Il n'y a donc pas de rivalité pour savoir qui prononcera la réplique la plus assassine? «La seule compétition qui existe, c'est pour obtenir des ententes. Dans ces cas-là, je suis comme un lion devant une proie», confie François Lambert.

Épisodes-chocs, la suite

Dans ma chronique de samedi, je vous ai parlé de ces séries télé qui carburent aux revirements spectaculaires afin de faire mourir leurs fans d'attaques cardiaques. Le lendemain, bang, la fascinante série Game of Thrones de HBO nous a encore servi cette médecine scénaristique draconienne. Honnêtement, la dernière scène de combat, vraiment horrible et dégueulasse, m'a complètement sonné. Le générique s'est déroulé et je n'en revenais pas encore. Voyons donc, que vient-il de se passer?
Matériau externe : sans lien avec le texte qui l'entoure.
//! WebSocket wire messages.
//!
//! Outbound messages carry a `MessageType` discriminator; inbound
//! messages from the client are untyped scope-selection updates. Both
//! directions omit absent fields instead of writing `null`.

use serde::{Deserialize, Serialize};

use crate::model::{SyncedData, WorkGroupData};

/// Server-to-client message, discriminated by the `MessageType` key.
#[derive(Debug, Clone, PartialEq, Serialize, Deserialize)]
#[serde(tag = "MessageType")]
pub enum ServerMessage {
    /// Periodic position/time push.
    SyncedData {
        #[serde(rename = "Location_m", skip_serializing_if = "Option::is_none")]
        location_m: Option<f64>,
        #[serde(rename = "Time_ms")]
        time_ms: i64,
        #[serde(rename = "CanStart")]
        can_start: bool,
    },
    /// Timetable snapshot, tagged with whichever scope id produced it.
    Timetable {
        #[serde(rename = "WorkGroupId", skip_serializing_if = "Option::is_none")]
        work_group_id: Option<String>,
        #[serde(rename = "WorkId", skip_serializing_if = "Option::is_none")]
        work_id: Option<String>,
        #[serde(rename = "TrainId", skip_serializing_if = "Option::is_none")]
        train_id: Option<String>,
        #[serde(rename = "Data")]
        data: Vec<WorkGroupData>,
    },
}

impl ServerMessage {
    pub fn synced_data(data: &SyncedData) -> Self {
        ServerMessage::SyncedData {
            location_m: data.location_m,
            time_ms: data.time_ms.unwrap_or(0),
            can_start: data.can_start,
        }
    }

    /// A timetable message with no scope tag (full snapshot).
    pub fn full_timetable(data: Vec<WorkGroupData>) -> Self {
        ServerMessage::Timetable {
            work_group_id: None,
            work_id: None,
            train_id: None,
            data,
        }
    }

    pub fn to_json(&self) -> serde_json::Result<String> {
        serde_json::to_string(self)
    }
}

/// Client-to-server scope-selection update.
///
/// Any subset of the three ids may be present; keys are camelCase but
/// PascalCase is tolerated, and unknown fields are ignored.
#[derive(Debug, Clone, Default, PartialEq, Serialize, Deserialize)]
pub struct ClientIdUpdate {
    #[serde(
        rename = "workGroupId",
        alias = "WorkGroupId",
        default,
        skip_serializing_if = "Option::is_none"
    )]
    pub work_group_id: Option<String>,

    #[serde(
        rename = "workId",
        alias = "WorkId",
        default,
        skip_serializing_if = "Option::is_none"
    )]
    pub work_id: Option<String>,

    #[serde(
        rename = "trainId",
        alias = "TrainId",
        default,
        skip_serializing_if = "Option::is_none"
    )]
    pub train_id: Option<String>,
}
Je sais, je sais, tout ça était écrit dans les volumineux livres de George R. R. Martin et les courageux qui les ont lus savaient comment cet affrontement allait se conclure. Tant mieux pour eux.

Le problème avec Game of Thrones, c'est qu'aucun téléspectateur n'est rendu au même endroit dans cette oeuvre complexe et touffue. Certains d'entre vous suivent la télésérie en français, d'autres en différé ou en DVD. Même si ça me démange, je ne peux donc pas discuter ici du moindre aspect de l'histoire sans me faire lapider publiquement. Alors, dépêchez-vous et on s'en reparlera plus tard, d'accord?